CodeView Symbol Records¶
Introduction¶
This document describes the usage and serialization format of the various CodeView symbol records that LLVM understands. Like CodeView Type Records, we describe only the important types which are generated by modern C++ toolchains.
Record Categories¶
Symbol records share one major similarity with type records: They start with the same record prefix, which we will not describe again (refer to the previous link for a description). As a result of this, a sequence of symbol records can be processed with largely the same code as that which processes type records. There are several important differences between symbol and type records:
Symbol records only appear in the The PDB Public Symbol Stream, The PDB Global Symbol Stream, and Module Info Streams.
Type records only appear in the TPI & IPI streams.
While types are referenced from other CodeView records via type indices, symbol records are referenced by the byte offset of the record in the stream that it appears in.
Types can reference types (via type indices), and symbols can reference both types (via type indices) and symbols (via offsets), but types can never reference symbols.
There is no notion of Leaf Records and Member Records as there are with types. Every symbol record describes is own length.
Certain special symbol records begin a “scope”. For these records, all following records up until the next
S_END
record are “children” of this symbol record. For example, given a symbol record which describes a certain function, all local variables of this function would appear following the function up until the correspondingS_END
record.
Finally, there are three general categories of symbol record, grouped by where they are legal to appear in a PDB file. Public Symbols (which appear only in the publics stream), Global Symbols (which appear only in the globals stream) and module symbols (which appear in the module info stream).
Public Symbols¶
Public symbols are the CodeView equivalent of DWARF .debug_pubnames
. There
is one public symbol record for every function or variable in the program that
has a mangled name. The Publics Stream, which contains these
records, additionally contains a hash table that allows one to quickly locate a
record by mangled name.
S_PUB32 (0x110e)¶
There is only type of public symbol, an S_PUB32
which describes a mangled
name, a flag indicating what kind of symbol it is (e.g. function, variable), and
the symbol’s address. The Section Map Substream of the
DBI Stream can be consulted to determine what module this address
corresponds to, and from there that module’s module debug stream
can be consulted to locate full information for the symbol with the given address.
Global Symbols¶
While there is one public symbol for every symbol in the program with external linkage, there is one global symbol for every symbol in the program with linkage (including internal linkage). As a result, global symbols do not describe a mangled name or an address, since symbols with internal linkage need not have any mangling at all, and also may not have an address. Thus, all global symbols simply refer directly to the full symbol record via a module/offset combination.
Similarly to public symbols, all global symbols are contained in a single Globals Stream, which contains a hash table mapping fully qualified name to the corresponding record in the globals stream (which as mentioned, then contains information allowing one to locate the full record in the corresponding module symbol stream).

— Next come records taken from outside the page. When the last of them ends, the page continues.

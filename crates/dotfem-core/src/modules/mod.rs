pub mod assembly;
pub mod backends;
pub mod devices;
pub mod forward;
pub mod optics;
pub mod optodes;
pub mod resolver;
pub mod results;
pub mod serialization;

#[cfg(test)]
mod fixtures;
mod traits;

pub use assembly::DiffusionAssembler;
pub use backends::{
    ColumnDiagnostics, CpuIterativeBackend, DirectBackend, FieldSolution, GpuIterativeBackend,
    backend_for,
};
pub use devices::{ComputeDevice, DeviceDescriptor, DeviceRegistry, DeviceSlot, HostDevice};
pub use forward::ForwardEngine;
pub use optics::{OpticalProperties, PowerLawMelanin, WavelengthSnapshot, compose_optical_properties};
pub use optodes::NearestNodeOptodes;
pub use resolver::{ForwardOptions, ResolvedRun, default_solver, resolve, resolve_solver};
pub use results::{
    ConvergenceInfo, ForwardRun, ResultRecord, WavelengthStatus, amplitude, phase_degrees,
};
pub use serialization::{ForwardReport, render_summary, write_report};
pub use traits::{BoundaryExtractor, MelaninModel, SolveBackend, SourceBuilder, SystemAssembler};
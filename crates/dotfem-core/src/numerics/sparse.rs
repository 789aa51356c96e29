use num_complex::Complex64;

#[derive(Debug, Clone, PartialEq, Eq, thiserror::Error)]
pub enum SparseError {
    #[error("entry ({row},{col}) is outside a {dimension}x{dimension} matrix")]
    IndexOutOfBounds {
        row: usize,
        col: usize,
        dimension: usize,
    },
    #[error("vector length mismatch: expected {expected}, got {actual}")]
    VectorLengthMismatch { expected: usize, actual: usize },
}

/// Square matrix in (row, col, value) form. Repeated coordinates add up.
#[derive(Debug, Clone, PartialEq, Default)]
pub struct CooMatrix {
    dimension: usize,
    rows: Vec<usize>,
    cols: Vec<usize>,
    values: Vec<Complex64>,
}

impl CooMatrix {
    pub fn new(dimension: usize) -> Self {
        Self {
            dimension,
            ..Self::default()
        }
    }

    pub fn with_capacity(dimension: usize, capacity: usize) -> Self {
        Self {
            dimension,
            rows: Vec::with_capacity(capacity),
            cols: Vec::with_capacity(capacity),
            values: Vec::with_capacity(capacity),
        }
    }

    pub fn push(&mut self, row: usize, col: usize, value: Complex64) -> Result<(), SparseError> {
        if row >= self.dimension || col >= self.dimension {
            return Err(SparseError::IndexOutOfBounds {
                row,
                col,
                dimension: self.dimension,
            });
        }
        self.rows.push(row);
        self.cols.push(col);
        self.values.push(value);
        Ok(())
    }

    pub fn dimension(&self) -> usize {
        self.dimension
    }

    pub fn nnz(&self) -> usize {
        self.values.len()
    }

    pub fn to_csr(&self) -> CsrMatrix {
        let mut order: Vec<usize> = (0..self.nnz()).collect();
        order.sort_by_key(|index| (self.rows[*index], self.cols[*index]));

        let mut row_ptrs = vec![0usize; self.dimension + 1];
        let mut col_indices: Vec<usize> = Vec::with_capacity(self.nnz());
        let mut values: Vec<Complex64> = Vec::with_capacity(self.nnz());
        let mut last: Option<(usize, usize)> = None;

        for index in order {
            let key = (self.rows[index], self.cols[index]);
            if last == Some(key) {
                if let Some(value) = values.last_mut() {
                    *value += self.values[index];
                }
                continue;
            }
            col_indices.push(key.1);
            values.push(self.values[index]);
            row_ptrs[key.0 + 1] += 1;
            last = Some(key);
        }

        for row in 0..self.dimension {
            row_ptrs[row + 1] += row_ptrs[row];
        }

        CsrMatrix {
            dimension: self.dimension,
            row_ptrs,
            col_indices,
            values,
        }
    }
}

#[derive(Debug, Clone, PartialEq)]
pub struct CsrMatrix {
    dimension: usize,
    row_ptrs: Vec<usize>,
    col_indices: Vec<usize>,
    values: Vec<Complex64>,
}

impl CsrMatrix {
    pub fn dimension(&self) -> usize {
        self.dimension
    }

    pub fn nnz(&self) -> usize {
        self.values.len()
    }

    pub fn row(&self, row: usize) -> impl Iterator<Item = (usize, Complex64)> + '_ {
        let range = self.row_ptrs[row]..self.row_ptrs[row + 1];
        self.col_indices[range.clone()]
            .iter()
            .copied()
            .zip(self.values[range].iter().copied())
    }

    /// Stored entries as `(row, col, value)`, row-major, one per coordinate.
    pub fn entries(&self) -> impl Iterator<Item = (usize, usize, Complex64)> + '_ {
        (0..self.dimension)
            .flat_map(move |row| self.row(row).map(move |(col, value)| (row, col, value)))
    }

    pub fn diagonal(&self) -> Vec<Complex64> {
        (0..self.dimension)
            .map(|row| {
                self.row(row)
                    .find(|(col, _)| *col == row)
                    .map_or(Complex64::new(0.0, 0.0), |(_, value)| value)
            })
            .collect()
    }

    pub fn matvec_into(&self, x: &[Complex64], y: &mut [Complex64]) -> Result<(), SparseError> {
        if x.len() != self.dimension {
            return Err(SparseError::VectorLengthMismatch {
                expected: self.dimension,
                actual: x.len(),
            });
        }
        if y.len() != self.dimension {
            return Err(SparseError::VectorLengthMismatch {
                expected: self.dimension,
                actual: y.len(),
            });
        }

        for (row, output) in y.iter_mut().enumerate() {
            *output = self.row(row).map(|(col, value)| value * x[col]).sum();
        }
        Ok(())
    }

    pub fn matvec(&self, x: &[Complex64]) -> Result<Vec<Complex64>, SparseError> {
        let mut y = vec![Complex64::new(0.0, 0.0); self.dimension];
        self.matvec_into(x, &mut y)?;
        Ok(y)
    }
}

#[cfg(test)]
mod tests {
    use super::{CooMatrix, SparseError};
    use num_complex::Complex64;

    fn c(re: f64, im: f64) -> Complex64 {
        Complex64::new(re, im)
    }

    fn coo(dimension: usize, entries: &[(usize, usize, Complex64)]) -> CooMatrix {
        let mut coo = CooMatrix::with_capacity(dimension, entries.len());
        for (row, col, value) in entries {
            coo.push(*row, *col, *value).expect("entry");
        }
        coo
    }

    #[test]
    fn csr_conversion_sums_duplicate_coordinates() {
        let csr = coo(
            3,
            &[
                (2, 2, c(5.0, 0.0)),
                (0, 0, c(1.0, 1.0)),
                (0, 1, c(2.0, 0.0)),
                (1, 1, c(3.0, 0.0)),
                (0, 0, c(1.0, -1.0)),
            ],
        )
        .to_csr();

        assert_eq!(csr.nnz(), 4);
        assert_eq!(csr.diagonal(), vec![c(2.0, 0.0), c(3.0, 0.0), c(5.0, 0.0)]);
        let product = csr
            .matvec(&[c(1.0, 0.0), c(1.0, 0.0), c(1.0, 0.0)])
            .expect("matvec");
        assert_eq!(product, vec![c(4.0, 0.0), c(3.0, 0.0), c(5.0, 0.0)]);
    }

    #[test]
    fn entries_are_row_major_and_merged() {
        let csr = coo(
            2,
            &[
                (1, 0, c(1.0, 0.0)),
                (0, 1, c(0.0, 2.0)),
                (1, 0, c(1.0, 0.0)),
            ],
        )
        .to_csr();

        let entries: Vec<_> = csr.entries().collect();
        assert_eq!(entries, vec![(0, 1, c(0.0, 2.0)), (1, 0, c(2.0, 0.0))]);
        assert_eq!(csr.dimension(), 2);
    }

    #[test]
    fn out_of_range_entries_and_short_vectors_are_rejected() {
        let mut matrix = CooMatrix::new(2);
        let error = matrix.push(0, 2, c(1.0, 0.0)).expect_err("out of bounds");
        assert_eq!(
            error,
            SparseError::IndexOutOfBounds {
                row: 0,
                col: 2,
                dimension: 2
            }
        );
        assert_eq!(matrix.nnz(), 0);

        let csr = matrix.to_csr();
        let error = csr.matvec(&[c(1.0, 0.0)]).expect_err("short vector");
        assert_eq!(
            error,
            SparseError::VectorLengthMismatch {
                expected: 2,
                actual: 1
            }
        );
    }
}
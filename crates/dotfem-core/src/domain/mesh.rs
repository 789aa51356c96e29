use super::errors::{DotError, DotResult};
use serde::{Deserialize, Serialize};
use std::collections::BTreeSet;
use std::fs;
use std::path::Path;

#[derive(Debug, Clone, Copy, PartialEq, Eq, Hash, Default, Deserialize, Serialize)]
pub enum MeshKind {
    #[serde(rename = "stnd")]
    Standard,
    #[serde(rename = "fluor")]
    Fluorescence,
    #[default]
    #[serde(rename = "spec")]
    Spectral,
    #[serde(other)]
    Other,
}

impl MeshKind {
    pub const fn as_str(self) -> &'static str {
        match self {
            Self::Standard => "stnd",
            Self::Fluorescence => "fluor",
            Self::Spectral => "spec",
            Self::Other => "other",
        }
    }
}

#[derive(Debug, Clone, PartialEq, Deserialize, Serialize)]
#[serde(rename_all = "camelCase")]
pub struct ChromophoreModel {
    pub names: Vec<String>,
    /// One row per chromophore, one column per node.
    pub concentrations: Vec<Vec<f64>>,
    /// One row per wavelength, one column per chromophore.
    pub extinction: Vec<Vec<f64>>,
}

/// Reduced scattering follows `mus = amplitude * (wv / 1000) ^ -power`.
#[derive(Debug, Clone, PartialEq, Deserialize, Serialize)]
pub struct ScatteringModel {
    pub amplitude: Vec<f64>,
    pub power: Vec<f64>,
}

#[derive(Debug, Clone, Copy, PartialEq, Deserialize, Serialize)]
pub struct Optode {
    pub id: usize,
    pub position: [f64; 3],
}

#[derive(Debug, Clone, PartialEq, Deserialize, Serialize)]
pub struct LinkRow {
    pub source: usize,
    pub detector: usize,
    #[serde(deserialize_with = "deserialize_enable_bits")]
    pub enabled: Vec<bool>,
}

impl LinkRow {
    pub fn new(source: usize, detector: usize, enabled: Vec<bool>) -> Self {
        Self {
            source,
            detector,
            enabled,
        }
    }

    pub fn is_enabled(&self, wavelength_index: usize) -> bool {
        self.enabled
            .get(wavelength_index)
            .copied()
            .unwrap_or(false)
    }
}

#[derive(Debug, Clone, PartialEq, Default, Deserialize, Serialize)]
#[serde(transparent)]
pub struct LinkTable {
    pub rows: Vec<LinkRow>,
}

impl LinkTable {
    pub fn new(rows: Vec<LinkRow>) -> Self {
        Self { rows }
    }

    pub fn len(&self) -> usize {
        self.rows.len()
    }

    pub fn is_empty(&self) -> bool {
        self.rows.is_empty()
    }

    /// OR-reduces each wavelength column across all rows.
    pub fn enabled_wavelengths(&self, wavelength_count: usize) -> Vec<bool> {
        (0..wavelength_count)
            .map(|index| self.rows.iter().any(|row| row.is_enabled(index)))
            .collect()
    }

    /// Enable bits for a single wavelength, one per row.
    pub fn column(&self, wavelength_index: usize) -> Vec<bool> {
        self.rows
            .iter()
            .map(|row| row.is_enabled(wavelength_index))
            .collect()
    }

    pub fn active_sources(&self) -> Vec<usize> {
        self.rows
            .iter()
            .map(|row| row.source)
            .collect::<BTreeSet<_>>()
            .into_iter()
            .collect()
    }
}

#[derive(Debug, Clone, Copy, PartialEq, Deserialize, Serialize)]
pub struct RegionAbsorption {
    pub region: usize,
    pub mua: f64,
}

#[derive(Debug, Clone, PartialEq, Default, Deserialize, Serialize)]
pub struct ConstantAbsorption {
    pub regions: Vec<RegionAbsorption>,
}

impl ConstantAbsorption {
    pub fn is_empty(&self) -> bool {
        self.regions.is_empty()
    }

    pub fn mua_for_region(&self, region: usize) -> Option<f64> {
        self.regions
            .iter()
            .rev()
            .find(|entry| entry.region == region)
            .map(|entry| entry.mua)
    }
}

#[derive(Debug, Clone, PartialEq, Deserialize, Serialize)]
pub struct MelaninField {
    pub fraction: Vec<f64>,
}

#[derive(Debug, Clone, PartialEq, Deserialize, Serialize)]
#[serde(rename_all = "camelCase")]
pub struct SpectralMesh {
    #[serde(default)]
    pub name: String,
    #[serde(default)]
    pub kind: MeshKind,
    pub dimension: usize,
    pub nodes: Vec<[f64; 3]>,
    pub elements: Vec<Vec<usize>>,
    pub region: Vec<usize>,
    pub ri: Vec<f64>,
    pub chromophores: ChromophoreModel,
    pub scattering: ScatteringModel,
    #[serde(default)]
    pub wv: Vec<f64>,
    pub sources: Vec<Optode>,
    pub detectors: Vec<Optode>,
    pub link: LinkTable,
    #[serde(default)]
    pub constant_absorption: Option<ConstantAbsorption>,
    #[serde(default)]
    pub melanin: Option<MelaninField>,
}

impl SpectralMesh {
    pub fn load_json(path: &Path) -> DotResult<Self> {
        let source = fs::read_to_string(path).map_err(|error| {
            DotError::io_system(
                "IO.MESH_READ",
                format!("failed to read mesh '{}': {}", path.display(), error),
            )
        })?;
        let mesh: Self = serde_json::from_str(&source).map_err(|error| {
            DotError::invalid_argument(
                "INPUT.MESH_PARSE",
                format!("failed to parse mesh '{}': {}", path.display(), error),
            )
        })?;
        mesh.validate()?;
        Ok(mesh)
    }

    pub fn node_count(&self) -> usize {
        self.nodes.len()
    }

    pub fn wavelength_count(&self) -> usize {
        self.wv.len()
    }

    pub fn element_arity(&self) -> usize {
        self.dimension + 1
    }

    pub fn source(&self, id: usize) -> Option<&Optode> {
        self.sources.iter().find(|optode| optode.id == id)
    }

    pub fn detector(&self, id: usize) -> Option<&Optode> {
        self.detectors.iter().find(|optode| optode.id == id)
    }

    pub fn validate(&self) -> DotResult<()> {
        if self.wv.is_empty() {
            return Err(DotError::invalid_argument(
                "INPUT.MESH_WAVELENGTHS",
                format!("mesh '{}' has no wavelength list", self.name),
            ));
        }
        if self.wv.iter().any(|wv| !wv.is_finite() || *wv <= 0.0) {
            return Err(DotError::invalid_argument(
                "INPUT.MESH_WAVELENGTHS",
                "wavelengths must be finite and positive",
            ));
        }
        if !matches!(self.dimension, 2 | 3) {
            return Err(DotError::invalid_argument(
                "INPUT.MESH_DIMENSION",
                format!("mesh dimension must be 2 or 3, got {}", self.dimension),
            ));
        }

        let nodes = self.node_count();
        if nodes == 0 {
            return Err(DotError::invalid_argument(
                "INPUT.MESH_NODES",
                "mesh has no nodes",
            ));
        }
        check_node_array("region", self.region.len(), nodes)?;
        check_node_array("ri", self.ri.len(), nodes)?;
        check_node_array("scattering.amplitude", self.scattering.amplitude.len(), nodes)?;
        check_node_array("scattering.power", self.scattering.power.len(), nodes)?;
        if let Some(melanin) = &self.melanin {
            check_node_array("melanin.fraction", melanin.fraction.len(), nodes)?;
        }

        let arity = self.element_arity();
        for (index, element) in self.elements.iter().enumerate() {
            if element.len() != arity {
                return Err(DotError::invalid_argument(
                    "INPUT.MESH_ELEMENTS",
                    format!(
                        "element {} has {} nodes, expected {} for a {}-D mesh",
                        index,
                        element.len(),
                        arity,
                        self.dimension
                    ),
                ));
            }
            if let Some(node) = element.iter().find(|node| **node >= nodes) {
                return Err(DotError::invalid_argument(
                    "INPUT.MESH_ELEMENTS",
                    format!("element {} references node {} of {}", index, node, nodes),
                ));
            }
        }

        let chromophores = &self.chromophores;
        if chromophores.concentrations.len() != chromophores.names.len() {
            return Err(DotError::invalid_argument(
                "INPUT.MESH_CHROMOPHORES",
                format!(
                    "{} chromophore names but {} concentration rows",
                    chromophores.names.len(),
                    chromophores.concentrations.len()
                ),
            ));
        }
        for (name, row) in chromophores.names.iter().zip(&chromophores.concentrations) {
            if row.len() != nodes {
                return Err(DotError::invalid_argument(
                    "INPUT.MESH_CHROMOPHORES",
                    format!(
                        "chromophore '{}' has {} concentrations for {} nodes",
                        name,
                        row.len(),
                        nodes
                    ),
                ));
            }
        }
        if chromophores.extinction.len() != self.wavelength_count()
            || chromophores
                .extinction
                .iter()
                .any(|row| row.len() != chromophores.names.len())
        {
            return Err(DotError::invalid_argument(
                "INPUT.MESH_EXTINCTION",
                format!(
                    "extinction table must be {} wavelengths x {} chromophores",
                    self.wavelength_count(),
                    chromophores.names.len()
                ),
            ));
        }

        for (index, row) in self.link.rows.iter().enumerate() {
            if row.enabled.len() != self.wavelength_count() {
                return Err(DotError::invalid_argument(
                    "INPUT.MESH_LINK",
                    format!(
                        "link row {} has {} enable bits for {} wavelengths",
                        index,
                        row.enabled.len(),
                        self.wavelength_count()
                    ),
                ));
            }
            if self.source(row.source).is_none() {
                return Err(DotError::invalid_argument(
                    "INPUT.MESH_LINK",
                    format!("link row {} references unknown source {}", index, row.source),
                ));
            }
            if self.detector(row.detector).is_none() {
                return Err(DotError::invalid_argument(
                    "INPUT.MESH_LINK",
                    format!(
                        "link row {} references unknown detector {}",
                        index, row.detector
                    ),
                ));
            }
        }

        Ok(())
    }
}

fn check_node_array(field: &str, actual: usize, nodes: usize) -> DotResult<()> {
    if actual != nodes {
        return Err(DotError::invalid_argument(
            "INPUT.MESH_NODE_ARRAY",
            format!("'{}' has {} entries for {} nodes", field, actual, nodes),
        ));
    }
    Ok(())
}

#[derive(Deserialize)]
#[serde(untagged)]
enum RawEnableBit {
    Flag(bool),
    Number(f64),
}

fn deserialize_enable_bits<'de, D>(deserializer: D) -> Result<Vec<bool>, D::Error>
where
    D: serde::Deserializer<'de>,
{
    let raw = Vec::<RawEnableBit>::deserialize(deserializer)?;
    Ok(raw
        .into_iter()
        .map(|bit| match bit {
            RawEnableBit::Flag(flag) => flag,
            RawEnableBit::Number(value) => value != 0.0,
        })
        .collect())
}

Note that a consequence and limitation of this design is that program-wide lookup by anything other than an exact textually matching fully-qualified name of whatever the compiler decided to emit is impractical. This differs from DWARF, where even though we don’t necessarily have O(1) lookup by basename within a given scope (including O(1) scope, we at least have O(n) access within a given scope).
Important
Program-wide lookup of names by anything other than an exact textually matching fully qualified name is not possible.